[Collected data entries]

——

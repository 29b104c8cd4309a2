//! OSDU Common Library
#![deny(clippy::unwrap_used, clippy::expect_used)]
//!
//! Shared types, logging setup, and error handling for the OSDU ingest workspace.
//!
//! # Overview
//!
//! - **Error Handling**: [`OsduError`] and the [`Result`] alias
//! - **Logging**: `tracing` subscriber configuration shared by every binary
//! - **Types**: object records, categories, schema kinds, and the inventory row shape
//!
//! # Example
//!
//! ```no_run
//! use osdu_common::types::{Category, ObjectRecord};
//!
//! let record = ObjectRecord::new("files/Volve/well_logs/WELL-42.las", "corpus", 1024);
//! assert_eq!(record.extension(), ".las");
//! assert_eq!(Category::WellLogs.as_str(), "Well Logs");
//! ```

pub mod error;
pub mod logging;
pub mod types;

// Re-export commonly used types
pub use error::{OsduError, Result};
//! CLI command implementations
//!
//! Each subcommand has its own module with a `run` function.

pub mod assess_coverage;
pub mod delete;
pub mod generate_manifests;
pub mod ingest;
pub mod inventory;
pub mod pipeline;
pub mod process;
pub mod register;

use std::path::{Path, PathBuf};

use osdu_ingest::config::DEFAULT_CONFIG_FILE;
use osdu_ingest::inventory::ObjectLister;
use osdu_ingest::orchestrator::ContentSource;
use osdu_ingest::storage::{LocalStore, S3Store, StorageConfig};
use osdu_ingest::{AdmeClient, IngestConfig};
use tracing::debug;

use crate::error::{CliError, Result};

/// Options shared by every command
#[derive(Debug, Clone, Default)]
pub struct GlobalArgs {
    pub config: Option<PathBuf>,
    pub output_dir: Option<PathBuf>,
}

impl GlobalArgs {
    /// Load the configuration: the explicit file, else `config.json` when it
    /// exists, else defaults; then environment and command-line overrides.
    pub fn load_config(&self) -> Result<IngestConfig> {
        let path = match &self.config {
            Some(path) if !path.exists() => return Err(CliError::file_not_found(path)),
            Some(path) => Some(path.clone()),
            None => Some(PathBuf::from(DEFAULT_CONFIG_FILE)).filter(|p| p.exists()),
        };
        debug!(config = ?path, "Loading configuration");

        let mut config = IngestConfig::load(path.as_deref())?;
        if let Some(dir) = &self.output_dir {
            config.output_dir = dir.clone();
        }
        std::fs::create_dir_all(&config.output_dir)?;
        Ok(config)
    }
}

/// Input path: the explicit one, else the artifact the previous stage wrote.
pub fn input_path(explicit: Option<&Path>, config: &IngestConfig, default_file: &str) -> Result<PathBuf> {
    let path = explicit
        .map(Path::to_path_buf)
        .unwrap_or_else(|| config.output_dir.join(default_file));
    if !path.exists() {
        return Err(CliError::file_not_found(&path));
    }
    Ok(path)
}

pub fn output_path(explicit: Option<&Path>, config: &IngestConfig, default_file: &str) -> PathBuf {
    explicit
        .map(Path::to_path_buf)
        .unwrap_or_else(|| config.output_dir.join(default_file))
}

/// The configured object store
pub enum Store {
    Local(LocalStore),
    S3(S3Store),
}

impl Store {
    pub async fn open(config: &IngestConfig) -> Result<Self> {
        match &config.content_root {
            Some(root) => {
                if !root.is_dir() {
                    return Err(CliError::config(format!(
                        "content_root {} is not a directory",
                        root.display()
                    )));
                }
                let container = if config.container_name.is_empty() {
                    "local".to_string()
                } else {
                    config.container_name.clone()
                };
                Ok(Store::Local(LocalStore::new(root, container)))
            },
            None => Ok(Store::S3(S3Store::new(StorageConfig::from_ingest_config(config)?).await)),
        }
    }

    pub fn lister(&self) -> &dyn ObjectLister {
        match self {
            Store::Local(store) => store as &dyn ObjectLister,
            Store::S3(store) => store as &dyn ObjectLister,
        }
    }

    pub fn content(&self) -> &dyn ContentSource {
        match self {
            Store::Local(store) => store as &dyn ContentSource,
            Store::S3(store) => store as &dyn ContentSource,
        }
    }
}

/// Client for the data platform; fails early when endpoint or token are missing.
pub fn connect(config: &IngestConfig) -> Result<AdmeClient> {
    config.validate_remote()?;
    Ok(AdmeClient::from_config(config)?)
}
//! Object store access
//!
//! [`S3Store`] lists and downloads objects from an S3-compatible bucket.
//! [`LocalStore`] serves a directory tree the same way for offline runs.
//! Both implement [`ObjectLister`] and [`ContentSource`].

use std::path::{Path, PathBuf};

use async_trait::async_trait;
use aws_config::BehaviorVersion;
use aws_credential_types::Credentials;
use aws_sdk_s3::config::http::HttpResponse;
use aws_sdk_s3::error::{DisplayErrorContext, SdkError};
use aws_sdk_s3::{config::Region, Client};
use chrono::{DateTime, Utc};
use osdu_common::types::ObjectRecord;
use osdu_common::{OsduError, Result};
use serde::{Deserialize, Serialize};
use serde_json::json;
use tracing::{debug, info, instrument};
use walkdir::WalkDir;

use crate::client::RemoteError;
use crate::config::IngestConfig;
use crate::inventory::{ListPage, ObjectLister};
use crate::orchestrator::{ContentRef, ContentSource, LocalContentSource};

// ============================================================================
// Storage configuration
// ============================================================================

#[derive(Debug, Clone, PartialEq, Serialize, Deserialize)]
pub struct StorageConfig {
    pub endpoint: Option<String>,
    pub region: String,
    pub bucket: String,
    /// Static keys; `None` falls back to the default AWS credential chain
    pub access_key: Option<String>,
    pub secret_key: Option<String>,
    pub path_style: bool,
}

impl StorageConfig {
    /// Object-store settings from the ingestion config, keys from the environment.
    ///
    /// Keys: `S3_ACCESS_KEY` / `AWS_ACCESS_KEY_ID` and `S3_SECRET_KEY` /
    /// `AWS_SECRET_ACCESS_KEY`. A custom endpoint implies path-style addressing.
    pub fn from_ingest_config(config: &IngestConfig) -> Result<Self> {
        if config.container_name.trim().is_empty() {
            return Err(OsduError::config(
                "container_name is not set (config 'container_name' or OSDU_CONTAINER_NAME)",
            ));
        }

        let var = |primary: &str, fallback: &str| {
            std::env::var(primary)
                .or_else(|_| std::env::var(fallback))
                .ok()
                .filter(|v| !v.is_empty())
        };
        let endpoint = config
            .connection_string
            .clone()
            .filter(|c| !c.trim().is_empty());

        Ok(Self {
            path_style: endpoint.is_some(),
            endpoint,
            region: config.region.clone(),
            bucket: config.container_name.clone(),
            access_key: var("S3_ACCESS_KEY", "AWS_ACCESS_KEY_ID"),
            secret_key: var("S3_SECRET_KEY", "AWS_SECRET_ACCESS_KEY"),
        })
    }
}

// ============================================================================
// S3
// ============================================================================

#[derive(Clone)]
pub struct S3Store {
    client: Client,
    bucket: String,
}

impl S3Store {
    pub async fn new(config: StorageConfig) -> Self {
        debug!(bucket = %config.bucket, endpoint = ?config.endpoint, "Initializing object store client");

        let mut builder = match (&config.access_key, &config.secret_key) {
            (Some(access), Some(secret)) => {
                let credentials = Credentials::new(access, secret, None, None, "osdu-ingest");
                aws_sdk_s3::Config::builder()
                    .behavior_version(BehaviorVersion::latest())
                    .credentials_provider(credentials)
                    .region(Region::new(config.region.clone()))
            },
            _ => {
                let shared = aws_config::defaults(BehaviorVersion::latest())
                    .region(Region::new(config.region.clone()))
                    .load()
                    .await;
                aws_sdk_s3::config::Builder::from(&shared)
            },
        };

        builder = builder.force_path_style(config.path_style);
        if let Some(endpoint) = &config.endpoint {
            builder = builder.endpoint_url(endpoint);
        }

        info!(bucket = %config.bucket, "Object store client initialized");
        Self {
            client: Client::from_conf(builder.build()),
            bucket: config.bucket,
        }
    }

    pub fn bucket(&self) -> &str {
        &self.bucket
    }

    fn record_from(&self, object: &aws_sdk_s3::types::Object) -> Option<ObjectRecord> {
        let key = object.key()?;
        let mut record = ObjectRecord::new(key, &self.bucket, object.size().unwrap_or(0).max(0) as u64);
        record.last_modified = object
            .last_modified()
            .and_then(|t| DateTime::<Utc>::from_timestamp(t.secs(), t.subsec_nanos()));
        record.etag = object.e_tag().map(|e| e.trim_matches('"').to_string());
        record.blob_type = Some("BlockBlob".to_string());
        record.blob_tier = object.storage_class().map(|c| c.as_str().to_string());
        record.properties = json!({
            "contentLength": record.size,
            "etag": record.etag,
            "blobTier": record.blob_tier,
        });
        Some(record)
    }
}

#[async_trait]
impl ObjectLister for S3Store {
    fn container(&self) -> &str {
        &self.bucket
    }

    #[instrument(skip(self))]
    async fn list_page(&self, prefix: &str, token: Option<String>) -> Result<ListPage> {
        let output = self
            .client
            .list_objects_v2()
            .bucket(&self.bucket)
            .prefix(prefix)
            .set_continuation_token(token)
            .send()
            .await
            .map_err(|e| OsduError::storage(format!("failed to list s3://{}/{}: {}", self.bucket, prefix, e)))?;

        let objects = output
            .contents()
            .iter()
            .filter_map(|object| self.record_from(object))
            .collect();
        let next_token = if output.is_truncated().unwrap_or(false) {
            output.next_continuation_token().map(str::to_string)
        } else {
            None
        };

        Ok(ListPage { objects, next_token })
    }

    #[instrument(skip(self))]
    async fn sub_prefixes(&self, prefix: &str) -> Result<Vec<String>> {
        let mut prefixes = Vec::new();
        let mut token = None;

        loop {
            let output = self
                .client
                .list_objects_v2()
                .bucket(&self.bucket)
                .prefix(prefix)
                .delimiter("/")
                .set_continuation_token(token)
                .send()
                .await
                .map_err(|e| OsduError::storage(format!("failed to list s3://{}/{}: {}", self.bucket, prefix, e)))?;

            prefixes.extend(
                output
                    .common_prefixes()
                    .iter()
                    .filter_map(|p| p.prefix().map(str::to_string)),
            );

            match (output.is_truncated().unwrap_or(false), output.next_continuation_token()) {
                (true, Some(next)) => token = Some(next.to_string()),
                _ => break,
            }
        }

        Ok(prefixes)
    }
}

#[async_trait]
impl ContentSource for S3Store {
    async fn fetch(&self, content: &ContentRef) -> std::result::Result<Vec<u8>, RemoteError> {
        debug!(bucket = %content.container, key = %content.path, "Downloading object");

        let response = self
            .client
            .get_object()
            .bucket(&content.container)
            .key(&content.path)
            .send()
            .await
            .map_err(|e| sdk_fetch_error(&content.path, e))?;

        let bytes = response
            .body
            .collect()
            .await
            .map_err(|e| RemoteError::Network(format!("{}: {}", content.path, e)))?
            .into_bytes();

        Ok(bytes.to_vec())
    }
}

/// Classify a failed download: no response or a throttled/5xx reply can be
/// retried, any other status (404, 403) is final.
fn sdk_fetch_error<E>(path: &str, err: SdkError<E, HttpResponse>) -> RemoteError
where
    E: std::error::Error + Send + Sync + 'static,
{
    let detail = format!("{}: {}", path, DisplayErrorContext(&err));
    match &err {
        SdkError::ConstructionFailure(_) => RemoteError::Setup(detail),
        SdkError::TimeoutError(_) | SdkError::DispatchFailure(_) => RemoteError::Network(detail),
        _ => fetch_status_error(err.raw_response().map(|r| r.status().as_u16()), detail),
    }
}

fn fetch_status_error(status: Option<u16>, detail: String) -> RemoteError {
    match status {
        None => RemoteError::Network(detail),
        Some(status) if status == 429 || status >= 500 => RemoteError::Status { status, body: detail },
        Some(_) => RemoteError::ContentUnavailable(detail),
    }
}

// ============================================================================
// Local directory
// ============================================================================

/// A directory tree presented as a container. Object paths are relative to `root`.
#[derive(Debug, Clone)]
pub struct LocalStore {
    root: PathBuf,
    container: String,
    content: LocalContentSource,
}

impl LocalStore {
    pub fn new(root: impl Into<PathBuf>, container: impl Into<String>) -> Self {
        let root = root.into();
        Self {
            content: LocalContentSource::new(&root),
            root,
            container: container.into(),
        }
    }

    fn record_for(&self, file: &Path) -> Result<Option<ObjectRecord>> {
        let Ok(relative) = file.strip_prefix(&self.root) else {
            return Ok(None);
        };
        let path = relative
            .components()
            .map(|c| c.as_os_str().to_string_lossy())
            .collect::<Vec<_>>()
            .join("/");

        let metadata = std::fs::metadata(file)?;
        let mut record = ObjectRecord::new(path, &self.container, metadata.len());
        record.last_modified = metadata.modified().ok().map(DateTime::<Utc>::from);
        record.creation_time = metadata.created().ok().map(DateTime::<Utc>::from);
        record.blob_type = Some("BlockBlob".to_string());
        Ok(Some(record))
    }
}

#[async_trait]
impl ObjectLister for LocalStore {
    fn container(&self) -> &str {
        &self.container
    }

    /// The whole listing fits in one page.
    async fn list_page(&self, prefix: &str, _token: Option<String>) -> Result<ListPage> {
        let mut objects = Vec::new();
        for entry in WalkDir::new(&self.root).sort_by_file_name() {
            let entry = entry.map_err(|e| OsduError::storage(e.to_string()))?;
            if !entry.file_type().is_file() {
                continue;
            }
            if let Some(record) = self.record_for(entry.path())? {
                if record.path.starts_with(prefix) {
                    objects.push(record);
                }
            }
        }
        Ok(ListPage {
            objects,
            next_token: None,
        })
    }

    async fn sub_prefixes(&self, prefix: &str) -> Result<Vec<String>> {
        let dir = self.root.join(prefix.trim_end_matches('/'));
        if !dir.is_dir() {
            return Ok(Vec::new());
        }

        let mut prefixes: Vec<String> = std::fs::read_dir(&dir)?
            .filter_map(|entry| entry.ok())
            .filter(|entry| entry.path().is_dir())
            .map(|entry| format!("{}{}/", prefix, entry.file_name().to_string_lossy()))
            .collect();
        prefixes.sort();
        Ok(prefixes)
    }
}

#[async_trait]
impl ContentSource for LocalStore {
    async fn fetch(&self, content: &ContentRef) -> std::result::Result<Vec<u8>, RemoteError> {
        self.content.fetch(content).await
    }
}

#[cfg(test)]
#[allow(clippy::unwrap_used, clippy::expect_used)]
mod tests {
    use super::*;
    use crate::inventory::collect_inventory;

    #[test]
    fn test_storage_config_from_ingest_config() {
        let config = IngestConfig {
            connection_string: Some("http://localhost:9000".to_string()),
            container_name: "corpus".to_string(),
            ..Default::default()
        };
        let storage = StorageConfig::from_ingest_config(&config).unwrap();
        assert_eq!(storage.bucket, "corpus");
        assert_eq!(storage.endpoint.as_deref(), Some("http://localhost:9000"));
        assert!(storage.path_style);
        assert_eq!(storage.region, "us-east-1");

        let aws = StorageConfig::from_ingest_config(&IngestConfig {
            container_name: "corpus".to_string(),
            ..Default::default()
        })
        .unwrap();
        assert!(!aws.path_style);
    }

    #[test]
    fn test_fetch_status_classification() {
        let detail = || "files/a.las: failed".to_string();
        assert!(fetch_status_error(None, detail()).is_transient());
        assert!(fetch_status_error(Some(503), detail()).is_transient());
        assert!(fetch_status_error(Some(500), detail()).is_transient());
        assert!(fetch_status_error(Some(429), detail()).is_transient());
        assert!(matches!(
            fetch_status_error(Some(404), detail()),
            RemoteError::ContentUnavailable(_)
        ));
        assert!(matches!(
            fetch_status_error(Some(403), detail()),
            RemoteError::ContentUnavailable(_)
        ));
    }

    #[test]
    fn test_sdk_timeouts_are_transient() {
        use aws_sdk_s3::operation::get_object::GetObjectError;

        let timeout: SdkError<GetObjectError, HttpResponse> = SdkError::timeout_error("read timed out");
        let err = sdk_fetch_error("files/a.las", timeout);
        assert!(matches!(&err, RemoteError::Network(msg) if msg.starts_with("files/a.las")));
        assert!(err.is_transient());

        let setup: SdkError<GetObjectError, HttpResponse> = SdkError::construction_failure("no region");
        assert!(!sdk_fetch_error("files/a.las", setup).is_transient());
    }

    #[test]
    fn test_storage_config_needs_container() {
        assert!(StorageConfig::from_ingest_config(&IngestConfig::default()).is_err());
    }

    #[tokio::test]
    async fn test_local_store_inventory_and_fetch() {
        let dir = tempfile::tempdir().unwrap();
        let root = dir.path();
        std::fs::create_dir_all(root.join("files/Volve/well_logs")).unwrap();
        std::fs::create_dir_all(root.join("files/Volve/seismic")).unwrap();
        std::fs::write(root.join("files/Volve/readme.pdf"), "pdf").unwrap();
        std::fs::write(root.join("files/Volve/well_logs/W-1.las"), "~V").unwrap();
        std::fs::write(root.join("files/Volve/seismic/S_survey.segy"), "segy").unwrap();

        let store = LocalStore::new(root, "corpus");
        assert_eq!(
            store.sub_prefixes("files/Volve/").await.unwrap(),
            vec!["files/Volve/seismic/", "files/Volve/well_logs/"]
        );

        let inventory = collect_inventory(&store, "files/Volve/").await.unwrap();
        let paths: Vec<_> = inventory.iter().map(|r| r.path.as_str()).collect();
        assert_eq!(
            paths,
            vec![
                "files/Volve/readme.pdf",
                "files/Volve/seismic/S_survey.segy",
                "files/Volve/well_logs/W-1.las",
            ]
        );
        assert_eq!(inventory[2].size, 2);
        assert_eq!(inventory[2].container, "corpus");

        let bytes = store
            .fetch(&ContentRef {
                container: "corpus".to_string(),
                path: "files/Volve/well_logs/W-1.las".to_string(),
            })
            .await
            .unwrap();
        assert_eq!(bytes, b"~V");
    }
}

——

▸ What the task asks
Each line of the entries holding the string "PathBuf" should be found and copied.

▸ Finished task
use std::path::{Path, PathBuf};
    pub config: Option<PathBuf>,
    pub output_dir: Option<PathBuf>,
            None => Some(PathBuf::from(DEFAULT_CONFIG_FILE)).filter(|p| p.exists()),
pub fn input_path(explicit: Option<&Path>, config: &IngestConfig, default_file: &str) -> Result<PathBuf> {
pub fn output_path(explicit: Option<&Path>, config: &IngestConfig, default_file: &str) -> PathBuf {
use std::path::{Path, PathBuf};
    root: PathBuf,
    pub fn new(root: impl Into<PathBuf>, container: impl Into<String>) -> Self {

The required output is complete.